The coronavirus seems to be here to stay. The virus will probably keep mutating and circulating amongst the population. The CEOs of Pfizer and Johnson & Johnson, both have said that there may be a need to get vaccinated annually against the virus. Dr. Anthony Fauci, Director, National Institute of Allergy and Infectious Diseases, USA supports this, “We know that the vaccine durability of the efficacy lasts at least six months, and likely considerably more, but I think we will almost certainly require a booster sometime within a year or so after getting the primary.”

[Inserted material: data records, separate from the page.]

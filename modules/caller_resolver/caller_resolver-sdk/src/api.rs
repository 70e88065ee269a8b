//! API trait for caller resolution.

use async_trait::async_trait;
use things_security::CallerContext;

use crate::error::CallerResolverError;

/// Resolves a bearer token into the caller's context.
///
/// Consumed by the API gateway's authentication middleware. Any I/O needed
/// to look up the caller happens here, before access decisions run.
#[async_trait]
pub trait CallerResolverClient: Send + Sync {
    /// Resolve the caller behind `bearer_token`.
    ///
    /// # Errors
    ///
    /// - `Unauthorized` if the token is empty or not recognized
    /// - `ServiceUnavailable` if the backing identity store is unreachable
    /// - `Internal` for unexpected errors
    async fn resolve(&self, bearer_token: &str) -> Result<CallerContext, CallerResolverError>;
}
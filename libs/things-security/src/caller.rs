use serde::Serialize;

use crate::ANONYMOUS_LABEL;

/// Resolved facts about the caller of the current request.
///
/// A context without a subject identifier is anonymous. Only authenticated
/// callers can carry the privileged (superuser) flag.
#[derive(Clone, Debug, Default, PartialEq, Eq, Serialize)]
pub struct CallerContext {
    subject_id: Option<String>,
    email: Option<String>,
    privileged: bool,
}

impl CallerContext {
    /// An unauthenticated caller.
    #[must_use]
    pub fn anonymous() -> Self {
        Self::default()
    }

    #[must_use]
    pub fn builder() -> CallerContextBuilder {
        CallerContextBuilder::default()
    }

    /// Whether the upstream resolver authenticated this caller.
    #[inline]
    #[must_use]
    pub fn is_authenticated(&self) -> bool {
        self.subject_id.is_some()
    }

    /// Whether the caller is an application administrator.
    #[inline]
    #[must_use]
    pub fn is_privileged(&self) -> bool {
        self.is_authenticated() && self.privileged
    }

    #[inline]
    #[must_use]
    pub fn subject_id(&self) -> Option<&str> {
        self.subject_id.as_deref()
    }

    #[inline]
    #[must_use]
    pub fn email(&self) -> Option<&str> {
        self.email.as_deref()
    }

    /// Human-readable caller label for logs and denial reasons.
    ///
    /// Prefers the e-mail address, then the subject identifier, and falls
    /// back to [`ANONYMOUS_LABEL`].
    #[must_use]
    pub fn label(&self) -> &str {
        self.email
            .as_deref()
            .or(self.subject_id.as_deref())
            .unwrap_or(ANONYMOUS_LABEL)
    }
}

/// Builder for [`CallerContext`].
#[derive(Debug, Default)]
pub struct CallerContextBuilder {
    subject_id: Option<String>,
    email: Option<String>,
    privileged: bool,
}

impl CallerContextBuilder {
    #[must_use]
    pub fn subject_id(mut self, id: impl Into<String>) -> Self {
        self.subject_id = Some(id.into());
        self
    }

    #[must_use]
    pub fn email(mut self, email: impl Into<String>) -> Self {
        self.email = Some(email.into());
        self
    }

    #[must_use]
    pub fn privileged(mut self, privileged: bool) -> Self {
        self.privileged = privileged;
        self
    }

    /// Finish the context. The privileged flag is dropped when no subject
    /// identifier was supplied.
    #[must_use]
    pub fn build(self) -> CallerContext {
        let privileged = self.privileged && self.subject_id.is_some();
        CallerContext {
            subject_id: self.subject_id,
            email: self.email,
            privileged,
        }
    }
}
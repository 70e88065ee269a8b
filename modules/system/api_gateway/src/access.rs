use std::collections::HashMap;
use std::sync::Arc;

use access_control::{AccessDecision, OperationRegistry};
use access_control_sdk::OPERATION_NOT_PERMITTED;
use http::{Method, StatusCode};
use things_security::CallerContext;

use crate::auth::is_preflight_request;
use crate::config::ApiGatewayConfig;
use crate::error::{GatewayError, problem};

/// Route matcher for a specific HTTP method.
#[derive(Clone)]
struct OperationMatcher {
    matcher: matchit::Router<String>,
}

impl OperationMatcher {
    fn new() -> Self {
        Self {
            matcher: matchit::Router::new(),
        }
    }

    fn insert(&mut self, path: &str, operation: String) -> Result<(), matchit::InsertError> {
        self.matcher.insert(path, operation)
    }

    fn find(&self, path: &str) -> Option<&str> {
        self.matcher.at(path).ok().map(|m| m.value.as_str())
    }
}

/// Convert `:param` path syntax to matchit syntax `{param}`.
fn convert_colon_params_to_matchit(path: &str) -> String {
    let mut result = String::with_capacity(path.len());
    let mut chars = path.chars().peekable();

    while let Some(ch) = chars.next() {
        if ch == ':' {
            result.push('{');
            while matches!(chars.peek(), Some(c) if c.is_alphanumeric() || *c == '_') {
                if let Some(c) = chars.next() {
                    result.push(c);
                }
            }
            result.push('}');
        } else {
            result.push(ch);
        }
    }

    result
}

/// Resolves `(method, path)` to the protected operation bound to it.
#[derive(Clone)]
pub struct AccessPolicy {
    matchers: Arc<HashMap<Method, OperationMatcher>>,
    deny_unbound_routes: bool,
}

impl AccessPolicy {
    /// The operation bound to `(method, path)`, if any.
    ///
    /// `HEAD` resolves through the `GET` bindings, since the router answers
    /// it with the `GET` handler.
    #[must_use]
    pub fn resolve(&self, method: &Method, path: &str) -> Option<&str> {
        let method = if method == Method::HEAD {
            &Method::GET
        } else {
            method
        };
        self.matchers
            .get(method)
            .and_then(|matcher| matcher.find(path))
    }

    #[must_use]
    pub fn deny_unbound_routes(&self) -> bool {
        self.deny_unbound_routes
    }
}

/// Build the [`AccessPolicy`] from route bindings, checking every bound
/// operation against `registry`.
///
/// # Errors
///
/// - [`GatewayError::InvalidMethod`] for an unparsable HTTP method
/// - [`GatewayError::UnknownOperation`] for a binding naming an unregistered operation
/// - [`GatewayError::InvalidRoute`] for a malformed or conflicting path pattern
pub fn build_access_policy(
    cfg: &ApiGatewayConfig,
    registry: &OperationRegistry,
) -> Result<AccessPolicy, GatewayError> {
    let mut matchers: HashMap<Method, OperationMatcher> = HashMap::new();

    for binding in &cfg.routes {
        let method = Method::from_bytes(binding.method.to_ascii_uppercase().as_bytes())
            .map_err(|_| GatewayError::InvalidMethod {
                method: binding.method.clone(),
                path: binding.path.clone(),
            })?;

        if !registry.contains(&binding.operation) {
            return Err(GatewayError::UnknownOperation {
                method: binding.method.clone(),
                path: binding.path.clone(),
                operation: binding.operation.clone(),
            });
        }

        let matchit_path = convert_colon_params_to_matchit(&binding.path);
        matchers
            .entry(method)
            .or_insert_with(OperationMatcher::new)
            .insert(&matchit_path, binding.operation.clone())
            .map_err(|source| GatewayError::InvalidRoute {
                path: binding.path.clone(),
                source,
            })?;
    }

    if !cfg.deny_unbound_routes {
        tracing::warn!("deny_unbound_routes is off; requests to unbound routes skip access checks");
    }
    tracing::info!(
        routes = cfg.routes.len(),
        deny_unbound_routes = cfg.deny_unbound_routes,
        "access policy built"
    );

    Ok(AccessPolicy {
        matchers: Arc::new(matchers),
        deny_unbound_routes: cfg.deny_unbound_routes,
    })
}

/// Shared state for the access middleware.
#[derive(Clone)]
pub struct AccessState {
    pub policy: AccessPolicy,
    pub registry: Arc<OperationRegistry>,
}

/// Route guard: runs the access decision engine for the operation bound to
/// the request's route.
///
/// Expects [`crate::auth::authn_middleware`] to have inserted the
/// `CallerContext`; a missing context is treated as anonymous.
pub async fn access_middleware(
    axum::extract::State(state): axum::extract::State<AccessState>,
    req: axum::extract::Request,
    next: axum::middleware::Next,
) -> axum::response::Response {
    if is_preflight_request(req.method(), req.headers()) {
        return next.run(req).await;
    }

    let Some(operation) = state.policy.resolve(req.method(), req.uri().path()) else {
        if state.policy.deny_unbound_routes() {
            tracing::debug!(
                method = %req.method(),
                path = req.uri().path(),
                "denying request to unbound route"
            );
            return problem(StatusCode::FORBIDDEN, OPERATION_NOT_PERMITTED);
        }
        return next.run(req).await;
    };

    let decision = {
        let anonymous = CallerContext::anonymous();
        let caller = req.extensions().get::<CallerContext>().unwrap_or(&anonymous);
        state.registry.check(operation, caller)
    };

    match decision {
        Ok(AccessDecision::Allow(grant)) => {
            tracing::debug!(operation, ?grant, "operation permitted");
            next.run(req).await
        }
        Ok(AccessDecision::Deny(denied)) => {
            tracing::debug!(
                operation,
                kind = ?denied.kind(),
                reason = denied.reason(),
                "operation not permitted"
            );
            problem(StatusCode::FORBIDDEN, OPERATION_NOT_PERMITTED)
        }
        Err(err) => {
            tracing::error!(operation, error = %err, "route bound to unregistered operation");
            problem(
                StatusCode::INTERNAL_SERVER_ERROR,
                "Internal authorization error",
            )
        }
    }
}
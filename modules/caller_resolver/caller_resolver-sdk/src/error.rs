//! Error types for caller resolution.

use thiserror::Error;

#[derive(Debug, Clone, Error)]
pub enum CallerResolverError {
    #[error("unauthorized: {0}")]
    Unauthorized(String),

    #[error("service unavailable: {0}")]
    ServiceUnavailable(String),

    #[error("internal error: {0}")]
    Internal(String),
}
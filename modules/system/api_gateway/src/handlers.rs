//! Endpoints served by the gateway itself.
#![allow(clippy::unused_async)]

use std::collections::BTreeMap;
use std::sync::Arc;

use access_control::{OperationRegistry, Role};
use axum::Json;
use axum::extract::{Extension, State};
use serde::Serialize;
use things_security::CallerContext;

#[derive(Debug, Serialize)]
pub struct HealthResponse {
    pub status: &'static str,
}

/// Summary of the current caller.
#[derive(Debug, Serialize)]
pub struct CallerView {
    pub authenticated: bool,
    pub privileged: bool,
    pub subject_id: Option<String>,
    pub email: Option<String>,
}

impl From<&CallerContext> for CallerView {
    fn from(ctx: &CallerContext) -> Self {
        Self {
            authenticated: ctx.is_authenticated(),
            privileged: ctx.is_privileged(),
            subject_id: ctx.subject_id().map(str::to_owned),
            email: ctx.email().map(str::to_owned),
        }
    }
}

/// Operation name to whether the current caller may invoke it.
///
/// The reader and admin UIs use this to decide which actions to render.
#[derive(Debug, Serialize)]
pub struct PrivilegesResponse {
    pub caller: CallerView,
    pub operations: BTreeMap<String, bool>,
}

#[derive(Debug, Serialize)]
pub struct OperationView {
    pub name: String,
    pub roles: Vec<Role>,
}

#[derive(Debug, Serialize)]
pub struct OperationsResponse {
    pub operations: Vec<OperationView>,
}

pub async fn health() -> Json<HealthResponse> {
    Json(HealthResponse { status: "ok" })
}

pub async fn me(Extension(caller): Extension<CallerContext>) -> Json<CallerView> {
    Json(CallerView::from(&caller))
}

pub async fn privileges(
    State(registry): State<Arc<OperationRegistry>>,
    Extension(caller): Extension<CallerContext>,
) -> Json<PrivilegesResponse> {
    Json(PrivilegesResponse {
        operations: registry.privileges(&caller),
        caller: CallerView::from(&caller),
    })
}

pub async fn operations(
    State(registry): State<Arc<OperationRegistry>>,
) -> Json<OperationsResponse> {
    let operations = registry
        .iter()
        .map(|(name, roles)| OperationView {
            name: name.to_owned(),
            roles: roles.iter().collect(),
        })
        .collect();

    Json(OperationsResponse { operations })
}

A recent sero-survey by the Institute of Genomics and Integrative Biology (IGIB) suggested that the neutralising antibodies declined significantly after five-six months, making people prone to reinfections.
Alongside this, it is very likely that newer and newer variants will keep emerging, until the virus mutates to becoming less and less deadly over time, and it gets concentrated in local, smaller populations or even become seasonal, like the flu. How many more rare, life-threatening COVID-19 complications as mucormycosis rear their ugly head now is anybody’s guess.
The pandemic, although far from over, will likely become endemic.